### Task directions
Where the listing below has a line with "if text.is_empty() ||", write out exactly that line and every line after it, stopping after the line with "Ok(v.to_string())".

### Given data
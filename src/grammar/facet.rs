//! Faceting for Grammar of Graphics.
//!
//! Creates small multiples by splitting data on one or more variables.
//! Panels are the cartesian product of the observed levels of every facet
//! variable; combinations without rows still produce a panel.

use std::fmt;
use std::str::FromStr;

use serde::{Deserialize, Serialize};

use crate::error::{Error, Result};

use super::data::{DataFrame, DataValue};

/// Which positional axes are shared between panels.
#[derive(Debug, Clone, Copy, PartialEq, Eq, Default, Serialize, Deserialize)]
#[serde(rename_all = "snake_case")]
pub enum ScalesPolicy {
    /// Both axes shared.
    #[default]
    Fixed,
    /// X free per panel.
    FreeX,
    /// Y free per panel.
    FreeY,
    /// Both axes free per panel.
    Free,
}

impl ScalesPolicy {
    /// X is panel-local.
    #[must_use]
    pub fn free_x(self) -> bool {
        matches!(self, ScalesPolicy::FreeX | ScalesPolicy::Free)
    }

    /// Y is panel-local.
    #[must_use]
    pub fn free_y(self) -> bool {
        matches!(self, ScalesPolicy::FreeY | ScalesPolicy::Free)
    }
}

impl FromStr for ScalesPolicy {
    type Err = Error;

    fn from_str(s: &str) -> Result<Self> {
        match s {
            "fixed" => Ok(ScalesPolicy::Fixed),
            "free_x" => Ok(ScalesPolicy::FreeX),
            "free_y" => Ok(ScalesPolicy::FreeY),
            "free" => Ok(ScalesPolicy::Free),
            other => Err(Error::UnknownName { kind: "scales policy", name: other.to_string() }),
        }
    }
}

/// Faceting specification.
#[derive(Debug, Clone, PartialEq, Serialize, Deserialize)]
#[serde(tag = "type", rename_all = "snake_case")]
pub enum FacetSpec {
    /// One sequence of panels wrapped into a grid.
    Wrap {
        /// Variables to facet by.
        vars: Vec<String>,
        /// Explicit row count.
        nrow: Option<usize>,
        /// Explicit column count.
        ncol: Option<usize>,
        /// Axis sharing.
        scales: ScalesPolicy,
    },
    /// Row variables by column variables.
    Grid {
        /// Variables spread down the rows.
        rows: Vec<String>,
        /// Variables spread across the columns.
        cols: Vec<String>,
        /// Axis sharing.
        scales: ScalesPolicy,
    },
}

impl FacetSpec {
    /// Facet with wrapping on one variable.
    #[must_use]
    pub fn wrap(var: &str) -> Self {
        Self::wrap_vars(&[var])
    }

    /// Facet with wrapping on several variables.
    #[must_use]
    pub fn wrap_vars(vars: &[&str]) -> Self {
        FacetSpec::Wrap { vars: to_strings(vars), nrow: None, ncol: None, scales: ScalesPolicy::Fixed }
    }

    /// Facet into a grid; either side may be absent.
    #[must_use]
    pub fn grid(row: Option<&str>, col: Option<&str>) -> Self {
        FacetSpec::Grid {
            rows: row.map(|r| vec![r.to_string()]).unwrap_or_default(),
            cols: col.map(|c| vec![c.to_string()]).unwrap_or_default(),
            scales: ScalesPolicy::Fixed,
        }
    }

    /// Parse a facet formula.
    ///
    /// `"~class"` and `"a + b"` wrap; `"cyl ~ drv"` is a grid, with `.`
    /// standing for an empty side (`". ~ drv"`).
    ///
    /// # Errors
    ///
    /// Returns [`Error::InvalidExpression`] for an empty or malformed formula.
    pub fn parse(formula: &str) -> Result<Self> {
        let invalid = |reason: &str| Error::InvalidExpression { expr: formula.to_string(), reason: reason.to_string() };
        let side = |text: &str| -> Result<Vec<String>> {
            let text = text.trim();
            if text.is_empty() || text == "." {
                return Ok(Vec::new());
            }
            text.split('+')
                .map(|v| {
                    let v = v.trim();
                    if v.is_empty() || v.contains(char::is_whitespace) {
                        Err(invalid("expected variable names joined by '+'"))
                    } else {
                        Ok(v.to_string())
                    }
                })
                .collect()
        };

        let spec = match formula.split_once('~') {
            None => FacetSpec::Wrap { vars: side(formula)?, nrow: None, ncol: None, scales: ScalesPolicy::Fixed },
            Some((lhs, rhs)) if lhs.trim().is_empty() => {
                FacetSpec::Wrap { vars: side(rhs)?, nrow: None, ncol: None, scales: ScalesPolicy::Fixed }
            }
            Some((lhs, rhs)) => {
                if rhs.contains('~') {
                    return Err(invalid("more than one '~'"));
                }
                FacetSpec::Grid { rows: side(lhs)?, cols: side(rhs)?, scales: ScalesPolicy::Fixed }
            }
        };
        if spec.vars().is_empty() {
            return Err(invalid("no facet variables"));
        }
        Ok(spec)
    }

    /// Set the row count of a wrap.
    #[must_use]
    pub fn nrow(mut self, n: usize) -> Self {
        if let FacetSpec::Wrap { nrow, .. } = &mut self {
            *nrow = Some(n.max(1));
        }
        self
    }

    /// Set the column count of a wrap.
    #[must_use]
    pub fn ncol(mut self, n: usize) -> Self {
        if let FacetSpec::Wrap { ncol, .. } = &mut self {
            *ncol = Some(n.max(1));
        }
        self
    }

    /// Set the axis sharing policy.
    #[must_use]
    pub fn scales(mut self, policy: ScalesPolicy) -> Self {
        match &mut self {
            FacetSpec::Wrap { scales, .. } | FacetSpec::Grid { scales, .. } => *scales = policy,
        }
        self
    }

    /// Axis sharing policy.
    #[must_use]
    pub fn policy(&self) -> ScalesPolicy {
        match self {
            FacetSpec::Wrap { scales, .. } | FacetSpec::Grid { scales, .. } => *scales,
        }
    }

    /// Every facet variable, rows before columns.
    #[must_use]
    pub fn vars(&self) -> Vec<&str> {
        match self {
            FacetSpec::Wrap { vars, .. } => vars.iter().map(String::as_str).collect(),
            FacetSpec::Grid { rows, cols, .. } => rows.iter().chain(cols).map(String::as_str).collect(),
        }
    }
}

impl fmt::Display for FacetSpec {
    fn fmt(&self, f: &mut fmt::Formatter<'_>) -> fmt::Result {
        let side = |vars: &[String]| if vars.is_empty() { ".".to_string() } else { vars.join(" + ") };
        match self {
            FacetSpec::Wrap { vars, .. } => write!(f, "~{}", side(vars)),
            FacetSpec::Grid { rows, cols, .. } => write!(f, "{} ~ {}", side(rows), side(cols)),
        }
    }
}

fn to_strings(vars: &[&str]) -> Vec<String> {
    vars.iter().map(|v| v.to_string()).collect()
}

/// One facet cell.
#[derive(Debug, Clone, PartialEq)]
pub struct Panel {
    /// Position in panel order.
    pub index: usize,
    /// Grid row.
    pub row: usize,
    /// Grid column.
    pub col: usize,
    /// Facet variable and level label for this cell.
    pub keys: Vec<(String, String)>,
    /// Rows of the partitioned dataset that fall in this cell.
    pub rows: Vec<usize>,
}

impl Panel {
    /// Strip labels, one per facet variable.
    #[must_use]
    pub fn strip(&self) -> Vec<String> {
        self.keys.iter().map(|(_, level)| level.clone()).collect()
    }

    /// Rows of `data` in this cell. Facet variables missing from `data` do
    /// not constrain, so such data repeats in every panel.
    #[must_use]
    pub fn select(&self, data: &DataFrame) -> Vec<usize> {
        let filters: Vec<(&[DataValue], &str)> = self
            .keys
            .iter()
            .filter_map(|(var, level)| data.get(var).map(|values| (values, level.as_str())))
            .collect();
        (0..data.nrow()).filter(|&r| filters.iter().all(|(values, level)| values[r].label() == *level)).collect()
    }
}

/// `(nrow, ncol)` for `n` wrapped panels, following R's `n2mfrow` with
/// rows and columns swapped so that wide layouts come first.
#[must_use]
pub fn wrap_dims(n: usize, nrow: Option<usize>, ncol: Option<usize>) -> (usize, usize) {
    let n = n.max(1);
    match (nrow, ncol) {
        (Some(r), Some(c)) => (r, c),
        (Some(r), None) => (r, n.div_ceil(r)),
        (None, Some(c)) => (n.div_ceil(c), c),
        (None, None) => {
            let (rows, cols) = if n <= 3 {
                (n, 1)
            } else if n <= 6 {
                (n.div_ceil(2), 2)
            } else if n <= 12 {
                (n.div_ceil(3), 3)
            } else {
                let rows = (n as f64).sqrt().ceil() as usize;
                (rows, n.div_ceil(rows))
            };
            (cols, rows)
        }
    }
}

/// Levels of `var` across every dataset that has it, in column level order,
/// first dataset first.
fn levels_of(var: &str, datasets: &[&DataFrame]) -> Result<Vec<String>> {
    let mut levels: Vec<String> = Vec::new();
    let mut found = false;
    for data in datasets {
        if let Ok(column) = data.column(var) {
            found = true;
            for level in column.levels() {
                let label = level.label();
                if !levels.contains(&label) {
                    levels.push(label);
                }
            }
        }
    }
    if !found {
        let first = datasets.first().map(|d| d.columns().collect::<Vec<_>>()).unwrap_or_default();
        return Err(Error::unknown_column(var, first));
    }
    Ok(levels)
}

fn product(vars: &[String], datasets: &[&DataFrame]) -> Result<Vec<Vec<(String, String)>>> {
    let mut combos: Vec<Vec<(String, String)>> = vec![Vec::new()];
    for var in vars {
        let levels = levels_of(var, datasets)?;
        combos = combos
            .into_iter()
            .flat_map(|prefix| {
                levels.iter().map(move |level| {
                    let mut next = prefix.clone();
                    next.push((var.clone(), level.clone()));
                    next
                })
            })
            .collect();
    }
    Ok(combos)
}

/// Panels for `spec` over several datasets (plot data and layer overrides).
/// Rows are taken from the first dataset.
///
/// # Errors
///
/// Returns [`Error::UnknownColumn`] for a facet variable no dataset has.
pub fn partition_all(datasets: &[&DataFrame], spec: Option<&FacetSpec>) -> Result<Vec<Panel>> {
    let base = datasets.first().copied();
    let Some(spec) = spec else {
        let rows = base.map(|d| (0..d.nrow()).collect()).unwrap_or_default();
        return Ok(vec![Panel { index: 0, row: 0, col: 0, keys: Vec::new(), rows }]);
    };

    let mut panels = Vec::new();
    match spec {
        FacetSpec::Wrap { vars, nrow, ncol, .. } => {
            let combos = product(vars, datasets)?;
            let (_, cols) = wrap_dims(combos.len(), *nrow, *ncol);
            for (index, keys) in combos.into_iter().enumerate() {
                panels.push(Panel { index, row: index / cols, col: index % cols, keys, rows: Vec::new() });
            }
        }
        FacetSpec::Grid { rows, cols, .. } => {
            let row_combos = product(rows, datasets)?;
            let col_combos = product(cols, datasets)?;
            for (r, row_keys) in row_combos.iter().enumerate() {
                for (c, col_keys) in col_combos.iter().enumerate() {
                    let keys = row_keys.iter().chain(col_keys).cloned().collect();
                    panels.push(Panel { index: panels.len(), row: r, col: c, keys, rows: Vec::new() });
                }
            }
        }
    }
    if let Some(base) = base {
        for panel in &mut panels {
            panel.rows = panel.select(base);
        }
    }
    Ok(panels)
}

/// Split `data` into panels.
///
/// # Errors
///
/// Returns [`Error::UnknownColumn`] for a facet variable missing from `data`.
pub fn partition(data: &DataFrame, spec: &FacetSpec) -> Result<Vec<Panel>> {
    partition_all(&[data], Some(spec))
}

/// `(nrow, ncol)` of the panel grid.
#[must_use]
pub fn grid_shape(panels: &[Panel]) -> (usize, usize) {
    let rows = panels.iter().map(|p| p.row + 1).max().unwrap_or(1);
    let cols = panels.iter().map(|p| p.col + 1).max().unwrap_or(1);
    (rows, cols)
}

#[cfg(test)]
mod tests {
    use super::*;

    fn mpg() -> DataFrame {
        let mut df = DataFrame::new();
        df.add_column_str("drv", &["f", "4", "f", "r", "4"]).unwrap();
        df.add_column_f32("cyl", &[4.0, 6.0, 8.0, 8.0, 4.0]).unwrap();
        df.add_column_f32("hwy", &[29.0, 20.0, 26.0, 17.0, 22.0]).unwrap();
        df
    }

    #[test]
    fn test_parse_formulas() {
        assert_eq!(FacetSpec::parse("~class").unwrap(), FacetSpec::wrap("class"));
        assert_eq!(FacetSpec::parse("a + b").unwrap(), FacetSpec::wrap_vars(&["a", "b"]));
        assert_eq!(FacetSpec::parse("cyl ~ drv").unwrap(), FacetSpec::grid(Some("cyl"), Some("drv")));
        assert_eq!(FacetSpec::parse(". ~ drv").unwrap(), FacetSpec::grid(None, Some("drv")));
        assert_eq!(FacetSpec::parse("drv ~ .").unwrap(), FacetSpec::grid(Some("drv"), None));
        assert!(FacetSpec::parse("~").is_err());
        assert!(FacetSpec::parse(". ~ .").is_err());
        assert!(FacetSpec::parse("a ~ b ~ c").is_err());
        assert_eq!(FacetSpec::parse("cyl ~ drv").unwrap().to_string(), "cyl ~ drv");
    }

    #[test]
    fn test_wrap_dims() {
        assert_eq!(wrap_dims(1, None, None), (1, 1));
        assert_eq!(wrap_dims(3, None, None), (1, 3));
        assert_eq!(wrap_dims(4, None, None), (2, 2));
        assert_eq!(wrap_dims(7, None, None), (3, 3));
        assert_eq!(wrap_dims(13, None, None), (4, 4));
        assert_eq!(wrap_dims(7, None, Some(2)), (4, 2));
        assert_eq!(wrap_dims(7, Some(2), None), (2, 4));
    }

    #[test]
    fn test_wrap_partition() {
        let panels = partition(&mpg(), &FacetSpec::wrap("drv")).unwrap();
        assert_eq!(panels.len(), 3);
        assert_eq!(panels[0].strip(), vec!["f"]);
        assert_eq!(panels[0].rows, vec![0, 2]);
        assert_eq!((panels[2].row, panels[2].col), (0, 2));
        let total: usize = panels.iter().map(|p| p.rows.len()).sum();
        assert_eq!(total, 5);
    }

    #[test]
    fn test_grid_includes_empty_cells() {
        let panels = partition(&mpg(), &FacetSpec::grid(Some("cyl"), Some("drv"))).unwrap();
        assert_eq!(panels.len(), 9);
        assert_eq!(grid_shape(&panels), (3, 3));
        let empty = panels.iter().filter(|p| p.rows.is_empty()).count();
        assert_eq!(empty, 4);
        assert_eq!(panels[0].strip(), vec!["4", "f"]);
    }

    #[test]
    fn test_data_without_facet_var_repeats() {
        let panels = partition(&mpg(), &FacetSpec::wrap("drv")).unwrap();
        let reference = DataFrame::from_xy(&[1.0, 2.0], &[3.0, 4.0]);
        assert!(panels.iter().all(|p| p.select(&reference) == vec![0, 1]));
    }

    #[test]
    fn test_unknown_facet_var() {
        let err = partition(&mpg(), &FacetSpec::wrap("class")).unwrap_err();
        assert!(matches!(err, Error::UnknownColumn { ref column, .. } if column == "class"));
    }

    #[test]
    fn test_policy() {
        let spec = FacetSpec::wrap("drv").scales("free_y".parse().unwrap());
        assert!(spec.policy().free_y());
        assert!(!spec.policy().free_x());
        assert!("loose".parse::<ScalesPolicy>().is_err());
    }
}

### Response to the exercise
            if text.is_empty() || text == "." {
                return Ok(Vec::new());
            }
            text.split('+')
                .map(|v| {
                    let v = v.trim();
                    if v.is_empty() || v.contains(char::is_whitespace) {
                        Err(invalid("expected variable names joined by '+'"))
                    } else {
                        Ok(v.to_string())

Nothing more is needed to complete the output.